I’ve gone afield. But militarism, debt, housing, education, social life are all interconnected, as we increasingly know and feel. As long as we are supposed to ‘avoid risk,’ it is difficult to find the courage to explore the immanent possibilities of even the most intractable positions. I do not mean to preach a struggle which is not my own, which is why I wanted to follow the through-line of student debt to this point: We must start where we are; to move we must excavate ourselves from the fear of risk, from the pricing of risk, from the definition of risk as a key factor in our existence. Aversion is not the same thing as risk; collectively decided-upon avoidance is not the same thing as risk; confronting the conditions of our existence in a radically open manner is not the same thing as risk. What must change is our feeling that this world is undertaken alone. We are impacting and impacted on every level, at every perceptual moment. This possibility for infinite becoming smacks strongly of utopia, a concept of which I am not totally afraid. Though, we may need to discuss holding utopia in abeyance for the moment. Before then, we need to reach for the same space, we need to call into being the energy which is immanent in nearly any bounded territory – Montreal, Toronto, Canada, beyond, beyond.

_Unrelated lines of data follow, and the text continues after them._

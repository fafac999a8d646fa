//! Command-line interface for pictionary.

use clap::{Parser, Subcommand};

/// Pictionary - guess the word behind an AI drawing
#[derive(Parser, Debug)]
#[command(name = "pictionary")]
#[command(about = "Word-guessing game server with AI-generated drawings", long_about = None)]
#[command(version)]
pub struct Cli {
    /// Subcommand to run
    #[command(subcommand)]
    pub command: Command,
}

/// Available commands
#[derive(Subcommand, Debug)]
pub enum Command {
    /// Run the HTTP game server
    Serve {
        /// Path to a TOML config file
        #[arg(short, long, default_value = "pictionary.toml")]
        config: std::path::PathBuf,

        /// Host to bind to (overrides config)
        #[arg(long)]
        host: Option<String>,

        /// Port to bind to (overrides config)
        #[arg(short, long)]
        port: Option<u16>,

        /// SQLite file, or `:memory:` for a process-local store (overrides config)
        #[arg(long)]
        database_url: Option<String>,
    },

    /// Play a game in the terminal against a running server
    Play {
        /// Game server URL
        #[arg(long, default_value = "http://127.0.0.1:3000")]
        server_url: String,
    },

    /// Print the word catalog
    Words,
}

Tonight I banged on a pot for one hour in the middle of Toronto’s busiest intersection. It was affirmative, easy, open, noisy, visible, an excuse to talk to strangers. I will do it again in a park on Wednesday. I walk across the ‘pedestrian scramble’ at Young and Dundas, over and over. Two weeks ago I crossed a canyon in Northern Ontario over and over. The wind was raging through the canyon at points. Precarity here is deeply physical. It’s not so different walking through the canyon at Young and Dundas. The rush of encounter in the latter is brought on in the sheer unpredictability of a response.
See what happens when you smile.
See what happens when you don’t.
See what happens when you can’t see what is happening.
Hear who hears you.
Follow that person.
Close your eyes.
Change the rhythm.
Are you still standing?
From here, it’s easy to start a movement.